**ABOUT THIS TASK**
Scan the records below and copy every line that contains the string "routes".

======== INPUT FOR THIS TASK ========

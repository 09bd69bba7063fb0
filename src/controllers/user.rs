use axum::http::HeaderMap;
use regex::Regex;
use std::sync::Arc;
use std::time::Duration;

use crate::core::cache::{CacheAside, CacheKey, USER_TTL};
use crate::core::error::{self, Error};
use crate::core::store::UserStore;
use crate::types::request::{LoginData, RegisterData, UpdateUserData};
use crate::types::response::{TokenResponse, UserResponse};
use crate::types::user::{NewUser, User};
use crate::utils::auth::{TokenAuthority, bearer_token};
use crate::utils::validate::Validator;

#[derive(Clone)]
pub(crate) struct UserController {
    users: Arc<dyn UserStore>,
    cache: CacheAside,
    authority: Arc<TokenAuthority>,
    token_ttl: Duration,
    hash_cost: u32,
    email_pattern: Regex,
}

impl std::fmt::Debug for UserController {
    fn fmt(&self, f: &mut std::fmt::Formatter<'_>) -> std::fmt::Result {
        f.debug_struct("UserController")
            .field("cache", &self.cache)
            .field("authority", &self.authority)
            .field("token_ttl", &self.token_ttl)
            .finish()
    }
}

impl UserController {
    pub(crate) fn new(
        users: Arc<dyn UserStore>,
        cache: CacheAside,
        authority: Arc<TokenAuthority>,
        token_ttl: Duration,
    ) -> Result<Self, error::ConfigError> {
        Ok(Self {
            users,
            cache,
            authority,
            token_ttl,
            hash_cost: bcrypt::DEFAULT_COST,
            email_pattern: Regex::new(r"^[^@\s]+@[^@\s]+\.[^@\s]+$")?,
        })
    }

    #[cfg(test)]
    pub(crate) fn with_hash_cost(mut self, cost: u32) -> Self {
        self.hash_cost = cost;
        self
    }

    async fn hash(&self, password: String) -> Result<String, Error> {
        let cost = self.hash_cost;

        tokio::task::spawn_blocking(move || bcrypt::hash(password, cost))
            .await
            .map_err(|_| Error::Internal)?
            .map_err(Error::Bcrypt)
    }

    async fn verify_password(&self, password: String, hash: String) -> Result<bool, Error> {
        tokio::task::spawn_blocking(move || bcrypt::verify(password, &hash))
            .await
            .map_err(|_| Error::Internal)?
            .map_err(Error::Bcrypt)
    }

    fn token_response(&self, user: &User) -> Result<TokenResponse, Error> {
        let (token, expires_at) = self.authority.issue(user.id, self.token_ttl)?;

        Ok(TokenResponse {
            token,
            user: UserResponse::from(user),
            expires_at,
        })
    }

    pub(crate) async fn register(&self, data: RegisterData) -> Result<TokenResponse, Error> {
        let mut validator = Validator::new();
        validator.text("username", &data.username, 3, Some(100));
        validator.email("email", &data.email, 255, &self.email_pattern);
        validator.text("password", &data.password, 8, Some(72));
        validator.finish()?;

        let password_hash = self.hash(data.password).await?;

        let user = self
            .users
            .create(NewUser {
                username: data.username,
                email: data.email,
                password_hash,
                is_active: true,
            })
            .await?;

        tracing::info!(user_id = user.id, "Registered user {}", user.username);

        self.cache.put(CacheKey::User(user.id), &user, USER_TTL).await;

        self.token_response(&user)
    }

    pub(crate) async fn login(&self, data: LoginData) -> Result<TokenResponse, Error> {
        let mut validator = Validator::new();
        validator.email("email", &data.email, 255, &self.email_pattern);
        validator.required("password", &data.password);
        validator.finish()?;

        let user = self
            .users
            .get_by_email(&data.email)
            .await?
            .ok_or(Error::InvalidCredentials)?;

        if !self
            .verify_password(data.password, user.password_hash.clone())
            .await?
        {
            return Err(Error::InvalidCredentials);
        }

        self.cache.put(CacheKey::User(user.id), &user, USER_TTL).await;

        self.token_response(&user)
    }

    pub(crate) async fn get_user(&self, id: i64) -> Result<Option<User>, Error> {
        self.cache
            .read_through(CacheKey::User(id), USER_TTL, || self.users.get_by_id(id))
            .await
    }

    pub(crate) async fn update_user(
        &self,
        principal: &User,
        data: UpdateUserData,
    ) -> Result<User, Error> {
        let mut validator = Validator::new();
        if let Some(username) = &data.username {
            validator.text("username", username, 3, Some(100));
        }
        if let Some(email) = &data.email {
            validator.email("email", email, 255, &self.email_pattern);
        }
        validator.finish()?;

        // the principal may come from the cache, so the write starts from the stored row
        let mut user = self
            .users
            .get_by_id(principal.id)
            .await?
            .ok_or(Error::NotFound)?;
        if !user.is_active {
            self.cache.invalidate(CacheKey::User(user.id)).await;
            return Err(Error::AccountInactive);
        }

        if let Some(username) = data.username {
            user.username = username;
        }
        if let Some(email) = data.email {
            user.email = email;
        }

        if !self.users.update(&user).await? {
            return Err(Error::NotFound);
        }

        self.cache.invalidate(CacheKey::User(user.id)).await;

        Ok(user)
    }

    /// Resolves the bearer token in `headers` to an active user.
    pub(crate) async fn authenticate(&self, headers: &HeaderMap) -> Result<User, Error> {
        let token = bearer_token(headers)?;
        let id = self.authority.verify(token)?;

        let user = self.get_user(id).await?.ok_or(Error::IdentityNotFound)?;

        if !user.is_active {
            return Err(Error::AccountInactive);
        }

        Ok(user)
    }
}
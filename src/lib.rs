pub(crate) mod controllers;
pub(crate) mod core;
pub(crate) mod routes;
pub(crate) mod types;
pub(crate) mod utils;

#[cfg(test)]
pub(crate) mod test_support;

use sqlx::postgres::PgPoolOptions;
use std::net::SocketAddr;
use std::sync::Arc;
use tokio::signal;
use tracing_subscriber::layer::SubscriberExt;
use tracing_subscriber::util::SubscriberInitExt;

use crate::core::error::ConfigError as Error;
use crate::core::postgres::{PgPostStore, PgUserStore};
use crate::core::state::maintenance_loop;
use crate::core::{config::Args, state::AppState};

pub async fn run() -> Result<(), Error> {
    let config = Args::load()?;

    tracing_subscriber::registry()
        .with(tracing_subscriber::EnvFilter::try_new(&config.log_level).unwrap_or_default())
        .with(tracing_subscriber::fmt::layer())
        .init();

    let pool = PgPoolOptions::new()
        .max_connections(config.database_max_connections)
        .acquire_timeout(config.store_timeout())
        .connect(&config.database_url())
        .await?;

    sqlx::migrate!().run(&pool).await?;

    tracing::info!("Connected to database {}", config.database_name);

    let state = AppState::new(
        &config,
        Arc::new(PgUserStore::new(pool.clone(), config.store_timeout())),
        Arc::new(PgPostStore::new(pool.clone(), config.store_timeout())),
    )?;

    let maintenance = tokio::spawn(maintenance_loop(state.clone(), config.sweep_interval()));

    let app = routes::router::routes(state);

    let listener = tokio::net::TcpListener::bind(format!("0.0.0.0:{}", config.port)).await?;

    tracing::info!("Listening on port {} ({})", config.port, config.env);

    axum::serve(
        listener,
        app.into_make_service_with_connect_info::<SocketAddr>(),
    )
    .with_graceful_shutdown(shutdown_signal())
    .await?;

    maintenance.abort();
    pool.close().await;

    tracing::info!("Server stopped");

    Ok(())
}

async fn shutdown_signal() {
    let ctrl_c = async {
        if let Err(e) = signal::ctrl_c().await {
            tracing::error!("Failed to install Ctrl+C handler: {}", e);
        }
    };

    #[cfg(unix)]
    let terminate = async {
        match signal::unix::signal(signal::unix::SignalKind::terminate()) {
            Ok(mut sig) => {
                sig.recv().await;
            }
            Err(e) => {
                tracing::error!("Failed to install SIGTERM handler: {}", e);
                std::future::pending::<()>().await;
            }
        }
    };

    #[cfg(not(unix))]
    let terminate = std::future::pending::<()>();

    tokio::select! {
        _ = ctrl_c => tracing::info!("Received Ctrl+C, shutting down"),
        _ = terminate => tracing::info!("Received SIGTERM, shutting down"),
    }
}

========

**RESULT FOR THIS TASK**
pub(crate) mod routes;
    let app = routes::router::routes(state);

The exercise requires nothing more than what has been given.